>>>>>

//! An implementation of k-means for estimating group centroids.

use rand::{
    distr::{weighted::WeightedIndex, Distribution},
    seq::index,
    Rng, SeedableRng,
};
use rand_xoshiro::Xoshiro256PlusPlus;
use rayon::prelude::*;
use serde::{Deserialize, Serialize};
use tracing::{debug, warn};

use crate::{
    distance::l2,
    input::{VecVectorStore, VectorStore},
    Error, Result,
};

/// Centroid initialization method for k-means partitioning.
#[derive(Debug, Copy, Clone, PartialEq, Eq, Serialize, Deserialize)]
#[serde(rename_all = "snake_case")]
pub enum InitializationMethod {
    /// Choose centers randomly from the data set.
    Random,
    /// Choose centers randomly from the data set weighted by distance to other centers.
    KMeansPlusPlus,
}

/// Parameters for k-means partitioning.
#[derive(Debug, Clone, PartialEq, Serialize, Deserialize)]
#[serde(default)]
pub struct Params {
    /// Maximum number of iterations to run before exiting, even if the centers have not converged.
    pub iters: usize,
    /// Number of times to run k-means from freshly initialized centroids. The run with the lowest
    /// inertia is kept.
    pub n_init: usize,
    /// Convergence epsilon. Computation is considered to have converged if the maximum distance
    /// any centroid moved between two iterations is less than this amount.
    pub epsilon: f64,
    /// Algorithm for computing initial centroids.
    pub initialization: InitializationMethod,
}

impl Default for Params {
    fn default() -> Self {
        Self {
            iters: 300,
            n_init: 10,
            epsilon: 0.0001,
            initialization: InitializationMethod::KMeansPlusPlus,
        }
    }
}

/// Estimates `k` reference points for a set of vectors.
///
/// The order of the returned centroids is implementation defined and carries no meaning beyond
/// being fixed for a given call.
pub trait Clusterer: Send + Sync {
    /// Produce exactly `k` centroids for `vectors`. Implementations must be a pure function of
    /// the input and `seed`.
    fn cluster(&self, vectors: &VecVectorStore<f32>, k: usize, seed: u64)
        -> Result<VecVectorStore<f32>>;
}

/// `Clusterer` that runs Lloyd's algorithm with a seeded `Xoshiro256PlusPlus` generator.
#[derive(Debug, Clone, Default)]
pub struct KMeansClusterer {
    params: Params,
}

impl KMeansClusterer {
    pub fn new(params: Params) -> Self {
        Self { params }
    }

    pub fn params(&self) -> &Params {
        &self.params
    }
}

impl Clusterer for KMeansClusterer {
    fn cluster(
        &self,
        vectors: &VecVectorStore<f32>,
        k: usize,
        seed: u64,
    ) -> Result<VecVectorStore<f32>> {
        if vectors.is_empty() {
            return Err(Error::input("cannot cluster an empty vector set"));
        }
        if k == 0 || k > vectors.len() {
            return Err(Error::input(format!(
                "cluster count {k} must be between 1 and the number of vectors ({})",
                vectors.len()
            )));
        }

        let mut rng = Xoshiro256PlusPlus::seed_from_u64(seed);
        match kmeans(vectors, k, &self.params, &mut rng) {
            Ok(centroids) => Ok(centroids),
            Err(centroids) => {
                warn!(
                    k,
                    iters = self.params.iters,
                    "k-means failed to converge; using best centroids found"
                );
                Ok(centroids)
            }
        }
    }
}

/// Compute k-means over `dataset` using Lloyd's algorithm.
///
/// The whole procedure is repeated `params.n_init` times and the centroids with the lowest
/// inertia are kept.
///
/// Returns the computed centroids -- `Ok()` if the best run converged and `Err()` if it
/// terminated by reaching max iterations.
///
/// Panics if `k` is zero or greater than the number of vectors in `dataset`.
pub fn kmeans<V: VectorStore + Sync>(
    dataset: &V,
    k: usize,
    params: &Params,
    rng: &mut impl Rng,
) -> std::result::Result<VecVectorStore<f32>, VecVectorStore<f32>> {
    assert!(k > 0 && k <= dataset.len());

    let (centroids, inertia, converged) = (0..params.n_init.max(1))
        .map(|_| lloyd(dataset, k, params, rng))
        .reduce(|best, run| if run.1 < best.1 { run } else { best })
        .expect("at least one run");
    debug!(k, inertia, converged, "k-means finished");

    if converged {
        Ok(centroids)
    } else {
        Err(centroids)
    }
}

/// A single k-means run from freshly initialized centroids.
///
/// Returns the centroids, the inertia (sum of squared distances to the assigned centroid) and
/// whether the run converged.
fn lloyd<V: VectorStore + Sync>(
    dataset: &V,
    k: usize,
    params: &Params,
    rng: &mut impl Rng,
) -> (VecVectorStore<f32>, f64, bool) {
    let mut centroids = initialize_centroids(dataset, k, params.initialization, rng);
    let mut assignments = compute_assignments(dataset, &centroids);
    let mut converged = false;
    for _ in 0..params.iters {
        let new_centroids = compute_centroids(dataset, &assignments, &centroids);
        let centroid_distance_max = compute_centroid_distance_max(&centroids, &new_centroids);
        centroids = new_centroids;

        let new_assignments = compute_assignments(dataset, &centroids);
        let stable = new_assignments
            .iter()
            .zip(assignments.iter())
            .all(|(a, b)| a.0 == b.0);
        assignments = new_assignments;
        if stable || centroid_distance_max < params.epsilon {
            converged = true;
            break;
        }
    }

    let inertia = assignments.iter().map(|(_, d)| d * d).sum::<f64>();
    (centroids, inertia, converged)
}

fn initialize_centroids<V: VectorStore + Sync>(
    dataset: &V,
    k: usize,
    method: InitializationMethod,
    rng: &mut impl Rng,
) -> VecVectorStore<f32> {
    let mut centroids = VecVectorStore::<f32>::with_capacity(dataset.elem_stride(), k);
    match method {
        InitializationMethod::Random => {
            for i in index::sample(rng, dataset.len(), k).into_vec() {
                centroids.push(&dataset[i]);
            }
        }
        InitializationMethod::KMeansPlusPlus => {
            centroids.push(&dataset[rng.random_range(0..dataset.len())]);
            let mut assignments = compute_assignments(dataset, &centroids);
            while centroids.len() < k {
                // All remaining weight may be zero if the dataset contains duplicates; fall back
                // to a uniform choice in that case.
                let next = match WeightedIndex::new(assignments.iter().map(|a| a.1 * a.1)) {
                    Ok(weights) => weights.sample(rng),
                    Err(_) => rng.random_range(0..dataset.len()),
                };

                let centroid = centroids.len();
                centroids.push(&dataset[next]);
                let centroid_vector = &centroids[centroid];
                let distances = (0..dataset.len())
                    .into_par_iter()
                    .map(|i| l2(&dataset[i], centroid_vector))
                    .collect::<Vec<_>>();
                for ((cluster, distance), new_distance) in
                    assignments.iter_mut().zip(distances.into_iter())
                {
                    if new_distance < *distance {
                        *cluster = centroid;
                        *distance = new_distance;
                    }
                }
            }
        }
    }
    centroids
}

/// For each input vector compute the closest centroid and the distance to that centroid.
///
/// Ties are resolved in favor of the centroid with the lowest index.
pub fn compute_assignments<V: VectorStore + Sync, C: VectorStore + Sync>(
    dataset: &V,
    centroids: &C,
) -> Vec<(usize, f64)> {
    (0..dataset.len())
        .into_par_iter()
        .map(|i| {
            let v = &dataset[i];
            centroids
                .iter()
                .map(|c| l2(v, c))
                .enumerate()
                .min_by(|a, b| a.1.total_cmp(&b.1).then_with(|| a.0.cmp(&b.0)))
                .expect("at least one centroid")
        })
        .collect()
}

/// Recompute each centroid as the mean of its assigned vectors.
///
/// Centroids with no assigned vectors keep their previous position. Sums are accumulated
/// serially in input order so that results are reproducible for a fixed seed.
fn compute_centroids<V: VectorStore>(
    dataset: &V,
    assignments: &[(usize, f64)],
    previous: &VecVectorStore<f32>,
) -> VecVectorStore<f32> {
    let stride = dataset.elem_stride();
    let mut sums = vec![0.0f64; previous.len() * stride];
    let mut counts = vec![0usize; previous.len()];
    for (vector, (cluster, _)) in dataset.iter().zip(assignments.iter()) {
        counts[*cluster] += 1;
        for (s, d) in sums[(cluster * stride)..((cluster + 1) * stride)]
            .iter_mut()
            .zip(vector.iter())
        {
            *s += *d as f64;
        }
    }

    let mut centroids = VecVectorStore::<f32>::with_capacity(stride, previous.len());
    let mut centroid = vec![0.0f32; stride];
    for (i, count) in counts.into_iter().enumerate() {
        if count == 0 {
            centroids.push(&previous[i]);
            continue;
        }
        for (c, s) in centroid
            .iter_mut()
            .zip(sums[(i * stride)..((i + 1) * stride)].iter())
        {
            *c = (*s / count as f64) as f32;
        }
        centroids.push(&centroid);
    }
    centroids
}

/// Compute the maximum distance between new and old centroids.
fn compute_centroid_distance_max<C: VectorStore + Sync, D: VectorStore + Sync>(
    old: &C,
    new: &D,
) -> f64 {
    (0..old.len())
        .into_par_iter()
        .map(|i| l2(&old[i], &new[i]))
        .max_by(|a, b| a.total_cmp(b))
        .expect("non-zero k")
}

<<<<<

Every line with the string "must" in the material should be returned.

### Output below
    /// Produce exactly `k` centroids for `vectors`. Implementations must be a pure function of
                "cluster count {k} must be between 1 and the number of vectors ({})",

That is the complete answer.